Task details: Every line in the records below between the one holding "(_, true, false)" and the one holding "pub struct ValidBooking", inclusive, is to be set down exactly; all other lines are to be left out.

Segment Start: Supplied records

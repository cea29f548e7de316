//! Clinic Mail
//!
//! Outbound email behind the `Notifier` trait. One call sends one message and
//! reports success or failure synchronously to the caller; nothing is queued
//! or retried here.
//!
//! - `SmtpNotifier`: STARTTLS relay via lettre (production)
//! - `LogNotifier`: logs the message and succeeds (no relay configured)

pub mod logging;
pub mod smtp;

use async_trait::async_trait;
use lettre::message::Mailbox;
use thiserror::Error;

pub use logging::LogNotifier;
pub use smtp::{SmtpConfig, SmtpNotifier};

/// A single plain-text email.
#[derive(Debug, Clone, PartialEq, Eq)]
pub struct Mail {
    pub to: String,
    pub subject: String,
    pub body: String,
}

#[derive(Debug, Error)]
pub enum MailError {
    #[error("invalid email address: {0}")]
    InvalidAddress(String),

    #[error("failed to build message: {0}")]
    Build(#[from] lettre::error::Error),

    #[error("SMTP error: {0}")]
    Smtp(#[from] lettre::transport::smtp::Error),

    /// The relay answered but did not accept the message.
    #[error("relay refused message: {0}")]
    Refused(String),
}

#[async_trait]
pub trait Notifier: Send + Sync {
    async fn send(&self, mail: &Mail) -> Result<(), MailError>;
}

/// Parse a recipient or sender the way the SMTP transport will. Callers that
/// need to reject an address before any side effect use this same check.
pub fn parse_address(address: &str) -> Result<Mailbox, MailError> {
    address
        .trim()
        .parse()
        .map_err(|_| MailError::InvalidAddress(address.to_string()))
}
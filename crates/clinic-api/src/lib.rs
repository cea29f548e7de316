pub mod appointments;
pub mod auth;
pub mod booking;
pub mod email;
pub mod error;
pub mod rows;
pub mod state;
pub mod videos;

use axum::{
    Router,
    routing::{delete, get, post},
};
use tracing::error;

pub use state::{AppState, AppStateInner};

/// All HTTP routes. CORS and tracing layers are added by the server binary.
pub fn router(state: AppState) -> Router {
    Router::new()
        .route("/api/appointments", post(appointments::book_appointment))
        .route("/api/getappointments", get(appointments::list_appointments))
        .route("/api/deleteappointments/{id}", delete(appointments::delete_appointment))
        .route("/api/send-email", post(email::send_email))
        .route("/api/add-video", post(videos::add_video))
        .route("/api/get-videos", get(videos::list_videos))
        .route("/api/delete-video/{id}", delete(videos::delete_video))
        .route("/api/login", post(auth::login))
        .route("/health", get(health))
        .with_state(state)
}

async fn health() -> &'static str {
    "ok"
}

/// Run blocking store work off the async runtime.
pub(crate) async fn run_blocking<F, T>(f: F) -> anyhow::Result<T>
where
    F: FnOnce() -> anyhow::Result<T> + Send + 'static,
    T: Send + 'static,
{
    tokio::task::spawn_blocking(f).await.map_err(|e| {
        error!("spawn_blocking join error: {}", e);
        anyhow::anyhow!("blocking task failed: {}", e)
    })?
}
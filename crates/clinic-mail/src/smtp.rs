use async_trait::async_trait;
use lettre::{
    AsyncSmtpTransport, AsyncTransport, Message, Tokio1Executor,
    message::{Mailbox, header::ContentType},
    transport::smtp::authentication::Credentials,
};
use tracing::{debug, info};

use crate::{Mail, MailError, Notifier, parse_address};

/// Relay settings. Credentials double as the sender unless `from` is set.
#[derive(Debug, Clone)]
pub struct SmtpConfig {
    pub host: String,
    pub port: u16,
    pub username: String,
    pub password: String,
    pub from: String,
}

#[derive(Clone)]
pub struct SmtpNotifier {
    mailer: AsyncSmtpTransport<Tokio1Executor>,
    from: Mailbox,
}

impl SmtpNotifier {
    /// Builds the transport. No connection is made until the first send.
    pub fn new(config: &SmtpConfig) -> Result<Self, MailError> {
        let from = parse_address(&config.from)?;
        let credentials = Credentials::new(config.username.clone(), config.password.clone());

        let mailer = AsyncSmtpTransport::<Tokio1Executor>::starttls_relay(&config.host)?
            .port(config.port)
            .credentials(credentials)
            .build();

        info!("SMTP relay {}:{} configured, sending as {}", config.host, config.port, from);
        Ok(Self { mailer, from })
    }
}

#[async_trait]
impl Notifier for SmtpNotifier {
    async fn send(&self, mail: &Mail) -> Result<(), MailError> {
        let message = Message::builder()
            .from(self.from.clone())
            .to(parse_address(&mail.to)?)
            .subject(mail.subject.as_str())
            .header(ContentType::TEXT_PLAIN)
            .body(mail.body.clone())?;

        let response = self.mailer.send(message).await?;
        if !response.is_positive() {
            return Err(MailError::Refused(response.code().to_string()));
        }

        debug!("Mail to {} accepted by relay", mail.to);
        Ok(())
    }
}
pub mod api;
pub mod models;
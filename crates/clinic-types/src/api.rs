use serde::{Deserialize, Serialize};

use crate::models::User;

// -- Generic --

/// Body of every plain acknowledgement and every error response.
#[derive(Debug, Clone, Serialize, Deserialize)]
pub struct MessageResponse {
    pub message: String,
}

impl MessageResponse {
    pub fn new(message: impl Into<String>) -> Self {
        Self {
            message: message.into(),
        }
    }
}

// -- Appointments --

/// Raw booking request. Fields stay text until the workflow validates them.
#[derive(Debug, Clone, Deserialize)]
pub struct BookAppointmentRequest {
    pub date: String,
    pub time: String,
    pub name: String,
    pub phone: String,
    pub email: String,
    #[serde(default)]
    pub message: Option<String>,
}

/// Returned for both a full success and a booking whose confirmation mail
/// failed; `persisted` and `notified` tell the two apart.
#[derive(Debug, Clone, Serialize, Deserialize)]
pub struct BookAppointmentResponse {
    pub message: String,
    pub id: Option<i64>,
    pub persisted: bool,
    pub notified: bool,
}

// -- Email --

#[derive(Debug, Clone, Deserialize)]
pub struct SendEmailRequest {
    #[serde(alias = "recipient")]
    pub email: String,
    #[serde(rename = "emailSubject", alias = "subject")]
    pub subject: String,
    #[serde(rename = "emailBody", alias = "body")]
    pub body: String,
}

// -- Videos --

#[derive(Debug, Clone, Deserialize)]
pub struct AddVideoRequest {
    pub title: String,
    #[serde(default)]
    pub description: String,
    #[serde(alias = "videourl")]
    pub url: String,
}

#[derive(Debug, Clone, Serialize, Deserialize)]
pub struct AddVideoResponse {
    pub message: String,
    pub id: i64,
}

// -- Auth --

#[derive(Debug, Deserialize)]
pub struct LoginRequest {
    pub email: String,
    pub password: String,
}

#[derive(Debug, Serialize, Deserialize)]
pub struct LoginResponse {
    pub message: String,
    pub user: User,
}
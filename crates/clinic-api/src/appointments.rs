use axum::{
    Json,
    extract::{Path, State},
    http::StatusCode,
    response::IntoResponse,
};
use tracing::info;

use clinic_types::api::{BookAppointmentRequest, BookAppointmentResponse, MessageResponse};
use clinic_types::models::Appointment;

use crate::booking::{BookingError, BookingKind};
use crate::error::ApiError;
use crate::state::AppState;
use crate::{rows, run_blocking};

/// POST /api/appointments
///
/// Every outcome carries `persisted` and `notified` so a client can tell a
/// stored booking with a failed email (502) from one that was never stored.
pub async fn book_appointment(
    State(state): State<AppState>,
    Json(req): Json<BookAppointmentRequest>,
) -> impl IntoResponse {
    let outcome = state.booking.book(&req).await;

    let (status, message) = match (outcome.kind(), &outcome.error) {
        (BookingKind::Success, _) => (
            StatusCode::CREATED,
            "Appointment booked successfully and confirmation email sent!".to_string(),
        ),
        (BookingKind::NotificationFailure, _) => (
            StatusCode::BAD_GATEWAY,
            "Appointment booked, but the confirmation email could not be sent".to_string(),
        ),
        (BookingKind::ValidationFailure, Some(BookingError::Validation(reason))) => {
            (StatusCode::BAD_REQUEST, format!("Invalid appointment: {}", reason))
        }
        _ => (
            StatusCode::INTERNAL_SERVER_ERROR,
            "Error booking appointment".to_string(),
        ),
    };

    (
        status,
        Json(BookAppointmentResponse {
            message,
            id: outcome.appointment_id,
            persisted: outcome.persisted,
            notified: outcome.notified,
        }),
    )
}

/// GET /api/getappointments, newest first.
pub async fn list_appointments(
    State(state): State<AppState>,
) -> Result<Json<Vec<Appointment>>, ApiError> {
    let db = state.db.clone();
    let records = run_blocking(move || db.list_appointments())
        .await
        .map_err(ApiError::StoreUnavailable)?;

    Ok(Json(records.into_iter().filter_map(rows::appointment).collect()))
}

/// DELETE /api/deleteappointments/{id}
pub async fn delete_appointment(
    State(state): State<AppState>,
    Path(id): Path<i64>,
) -> Result<Json<MessageResponse>, ApiError> {
    let db = state.db.clone();
    let deleted = run_blocking(move || db.delete_appointment(id))
        .await
        .map_err(ApiError::StoreUnavailable)?;

    if !deleted {
        return Err(ApiError::NotFound("Appointment"));
    }

    info!("Appointment {} deleted", id);
    Ok(Json(MessageResponse::new("Appointment deleted successfully")))
}
use axum::{
    Json,
    extract::{Path, State},
    http::StatusCode,
    response::IntoResponse,
};
use tracing::info;

use clinic_types::api::{AddVideoRequest, AddVideoResponse, MessageResponse};
use clinic_types::models::Video;

use crate::error::ApiError;
use crate::state::AppState;
use crate::{rows, run_blocking};

/// POST /api/add-video. Metadata is stored as given.
pub async fn add_video(
    State(state): State<AppState>,
    Json(req): Json<AddVideoRequest>,
) -> Result<impl IntoResponse, ApiError> {
    let db = state.db.clone();
    let id = run_blocking(move || db.insert_video(&req.title, &req.description, &req.url))
        .await
        .map_err(ApiError::Persistence)?;

    info!("Video {} added", id);
    Ok((
        StatusCode::CREATED,
        Json(AddVideoResponse {
            message: "Video added successfully!".into(),
            id,
        }),
    ))
}

/// GET /api/get-videos, newest first.
pub async fn list_videos(State(state): State<AppState>) -> Result<Json<Vec<Video>>, ApiError> {
    let db = state.db.clone();
    let records = run_blocking(move || db.list_videos())
        .await
        .map_err(ApiError::StoreUnavailable)?;

    Ok(Json(records.into_iter().filter_map(rows::video).collect()))
}

/// DELETE /api/delete-video/{id}
pub async fn delete_video(
    State(state): State<AppState>,
    Path(id): Path<i64>,
) -> Result<Json<MessageResponse>, ApiError> {
    let db = state.db.clone();
    let deleted = run_blocking(move || db.delete_video(id))
        .await
        .map_err(ApiError::StoreUnavailable)?;

    if !deleted {
        return Err(ApiError::NotFound("Video"));
    }

    info!("Video {} deleted", id);
    Ok(Json(MessageResponse::new("Video deleted successfully")))
}
use argon2::{
    Argon2, PasswordHash, PasswordHasher, PasswordVerifier,
    password_hash::{SaltString, rand_core::OsRng},
};
use axum::{Json, extract::State};
use sha2::{Digest, Sha256};
use tracing::info;

use clinic_db::Database;
use clinic_types::api::{LoginRequest, LoginResponse};
use clinic_types::models::User;

use crate::error::ApiError;
use crate::state::AppState;
use crate::{rows, run_blocking};

/// How stored passwords are produced and checked.
pub trait PasswordDigest: Send + Sync {
    fn digest(&self, password: &str) -> anyhow::Result<String>;

    fn verify(&self, password: &str, stored: &str) -> bool;
}

/// Unsalted SHA-256 as lowercase hex. Weak, but matches existing user rows.
#[derive(Debug, Default, Clone, Copy)]
pub struct Sha256Digest;

impl PasswordDigest for Sha256Digest {
    fn digest(&self, password: &str) -> anyhow::Result<String> {
        Ok(hex::encode(Sha256::digest(password.as_bytes())))
    }

    fn verify(&self, password: &str, stored: &str) -> bool {
        self.digest(password).is_ok_and(|d| d == stored)
    }
}

/// Salted Argon2id in PHC string format.
#[derive(Debug, Default, Clone, Copy)]
pub struct Argon2Digest;

impl PasswordDigest for Argon2Digest {
    fn digest(&self, password: &str) -> anyhow::Result<String> {
        let salt = SaltString::generate(&mut OsRng);
        let hash = Argon2::default()
            .hash_password(password.as_bytes(), &salt)
            .map_err(|e| anyhow::anyhow!("Argon2 hashing failed: {}", e))?;
        Ok(hash.to_string())
    }

    fn verify(&self, password: &str, stored: &str) -> bool {
        let Ok(parsed) = PasswordHash::new(stored) else {
            return false;
        };
        Argon2::default()
            .verify_password(password.as_bytes(), &parsed)
            .is_ok()
    }
}

#[derive(Debug, Clone, PartialEq, Eq)]
pub enum AuthOutcome {
    Authenticated(User),
    Rejected,
}

/// Check `password` against every user stored under `email`, oldest first.
/// The first row that verifies wins.
pub fn authenticate(
    db: &Database,
    digest: &dyn PasswordDigest,
    email: &str,
    password: &str,
) -> anyhow::Result<AuthOutcome> {
    let matched = db
        .get_users_by_email(email)?
        .into_iter()
        .find(|user| digest.verify(password, &user.password));

    match matched {
        Some(row) => Ok(AuthOutcome::Authenticated(rows::user(row)?)),
        None => Ok(AuthOutcome::Rejected),
    }
}

/// POST /api/login
pub async fn login(
    State(state): State<AppState>,
    Json(req): Json<LoginRequest>,
) -> Result<Json<LoginResponse>, ApiError> {
    let db = state.db.clone();
    let digest = state.digest.clone();
    let outcome = run_blocking(move || authenticate(&db, digest.as_ref(), &req.email, &req.password))
        .await
        .map_err(ApiError::StoreUnavailable)?;

    match outcome {
        AuthOutcome::Authenticated(user) => {
            info!("User {} logged in", user.id);
            Ok(Json(LoginResponse {
                message: "Login successful!".into(),
                user,
            }))
        }
        AuthOutcome::Rejected => Err(ApiError::Rejected),
    }
}
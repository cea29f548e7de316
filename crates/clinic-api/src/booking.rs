//! Appointment booking: validate, persist, then notify.
//!
//! The store is the source of truth. The confirmation mail is advisory: when
//! it fails the stored appointment is kept and the outcome reports
//! `persisted = true, notified = false`.

use std::sync::Arc;

use anyhow::Result;
use chrono::{NaiveDate, NaiveTime};
use thiserror::Error;
use tracing::{error, info, warn};

use clinic_db::Database;
use clinic_db::models::NewAppointmentRow;
use clinic_mail::{Mail, MailError, Notifier, parse_address};
use clinic_types::api::BookAppointmentRequest;

use crate::run_blocking;

pub const CONFIRMATION_SUBJECT: &str = "Appointment Confirmation";

/// The write half of the store the workflow depends on.
pub trait AppointmentStore: Send + Sync {
    /// Insert one appointment and return its id. Must be committed on return.
    fn insert_appointment(&self, row: &NewAppointmentRow<'_>) -> Result<i64>;
}

impl AppointmentStore for Database {
    fn insert_appointment(&self, row: &NewAppointmentRow<'_>) -> Result<i64> {
        Database::insert_appointment(self, row)
    }
}

#[derive(Debug, Error)]
pub enum BookingError {
    #[error("invalid booking: {0}")]
    Validation(String),

    #[error("appointment was not stored: {0:#}")]
    Persistence(anyhow::Error),

    #[error("appointment stored but confirmation not sent: {0}")]
    Notification(MailError),
}

#[derive(Debug, Clone, Copy, PartialEq, Eq)]
pub enum BookingKind {
    Success,
    ValidationFailure,
    PersistenceFailure,
    NotificationFailure,
}

/// Result of one booking attempt. `persisted` and `notified` are independent
/// so callers can tell "saved but not emailed" from "not saved".
#[derive(Debug)]
pub struct BookingOutcome {
    pub appointment_id: Option<i64>,
    pub persisted: bool,
    pub notified: bool,
    pub error: Option<BookingError>,
}

impl BookingOutcome {
    fn failed(error: BookingError) -> Self {
        Self {
            appointment_id: None,
            persisted: false,
            notified: false,
            error: Some(error),
        }
    }

    pub fn kind(&self) -> BookingKind {
        match (&self.error, self.persisted, self.notified) {
            (_, true, true) => BookingKind::Success,
            (Some(BookingError::Validation(_)), _, _) => BookingKind::ValidationFailure,
            (_, false, _) => BookingKind::PersistenceFailure,
            (_, true, false) => BookingKind::NotificationFailure,
        }
    }
}

/// A request that passed validation. Fields are the submitted text with
/// surrounding whitespace removed; the same values are stored and mailed.
#[derive(Debug, Clone, PartialEq, Eq)]
pub struct ValidBooking {
    pub date: String,
    pub time: String,
    pub name: String,
    pub phone: String,
    pub email: String,
    pub message: Option<String>,
}

impl ValidBooking {
    fn store(&self, store: &dyn AppointmentStore) -> Result<i64> {
        store.insert_appointment(&NewAppointmentRow {
            date: &self.date,
            time: &self.time,
            name: &self.name,
            phone: &self.phone,
            email: &self.email,
            message: self.message.as_deref(),
        })
    }
}

pub fn validate(req: &BookAppointmentRequest) -> Result<ValidBooking, String> {
    let date = req.date.trim();
    NaiveDate::parse_from_str(date, "%Y-%m-%d")
        .map_err(|_| format!("date '{}' is not YYYY-MM-DD", req.date))?;
    let time = req.time.trim();
    parse_time(time).ok_or_else(|| format!("time '{}' is not HH:MM or HH:MM:SS", req.time))?;

    for (field, value) in [("name", &req.name), ("phone", &req.phone), ("email", &req.email)] {
        if value.trim().is_empty() {
            return Err(format!("{} is required", field));
        }
    }

    // Same parser the SMTP transport uses, so a stored booking is always mailable.
    let email = req.email.trim();
    parse_address(email).map_err(|_| format!("email '{}' is not an address", req.email))?;

    Ok(ValidBooking {
        date: date.to_string(),
        time: time.to_string(),
        name: req.name.trim().to_string(),
        phone: req.phone.trim().to_string(),
        email: email.to_string(),
        message: req.message.clone(),
    })
}

pub fn parse_time(raw: &str) -> Option<NaiveTime> {
    NaiveTime::parse_from_str(raw, "%H:%M:%S")
        .or_else(|_| NaiveTime::parse_from_str(raw, "%H:%M"))
        .ok()
}

/// Confirmation mail for a booking. Fields are interpolated without escaping.
pub fn confirmation_mail(booking: &ValidBooking) -> Mail {
    let body = format!(
        "Dear Doctor,\n\nYou have a new appointment booked with the following details:\n\n\
         Name: {}\nPhone: {}\nEmail: {}\nDate: {}\nTime: {}\nMessage: {}\n\nThank you!",
        booking.name,
        booking.phone,
        booking.email,
        booking.date,
        booking.time,
        booking.message.as_deref().unwrap_or_default(),
    );

    Mail {
        to: booking.email.clone(),
        subject: CONFIRMATION_SUBJECT.to_string(),
        body,
    }
}
use serde::{Deserialize, Serialize};
use thiserror::Error;

use crate::consts::*;

/// Errors raised while loading or validating settings
#[derive(Debug, Error)]
pub enum SettingsError {
    #[error("failed to read settings file: {0}")]
    Io(#[from] std::io::Error),
    #[error("malformed settings JSON: {0}")]
    Json(#[from] serde_json::Error),
    #[error("invalid setting `{field}`: {reason}")]
    Invalid { field: &'static str, reason: String },
}

fn invalid(field: &'static str, reason: impl Into<String>) -> SettingsError {
    SettingsError::Invalid {
        field,
        reason: reason.into(),
    }
}

/// What happens when two enemies touch
#[derive(Debug, Clone, Copy, PartialEq, Eq, Serialize, Deserialize, Default)]
pub enum CollisionPolicy {
    /// Both enemies are removed
    Annihilate,
    /// Enemies exchange an impulse and are pushed apart
    #[default]
    ElasticBounce,
}

impl CollisionPolicy {
    pub fn as_str(&self) -> &'static str {
        match self {
            CollisionPolicy::Annihilate => "annihilate",
            CollisionPolicy::ElasticBounce => "bounce",
        }
    }

    pub fn from_str(s: &str) -> Option<Self> {
        match s.to_lowercase().as_str() {
            "annihilate" | "annihilation" | "destroy" => Some(CollisionPolicy::Annihilate),
            "bounce" | "elastic" | "elastic-bounce" => Some(CollisionPolicy::ElasticBounce),
            _ => None,
        }
    }
}

/// What happens when an enemy runs into an obstacle
#[derive(Debug, Clone, Copy, PartialEq, Eq, Serialize, Deserialize, Default)]
pub enum ObstacleContact {
    /// Enemy is removed from play
    #[default]
    Destroy,
    /// Enemy is put back where it was and rebounds at half speed
    Bounce,
}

Segment End: Supplied records

Result:
            (_, true, false) => BookingKind::NotificationFailure,
        }
    }
}

/// A request that passed validation. Fields are the submitted text with
/// surrounding whitespace removed; the same values are stored and mailed.
#[derive(Debug, Clone, PartialEq, Eq)]
pub struct ValidBooking {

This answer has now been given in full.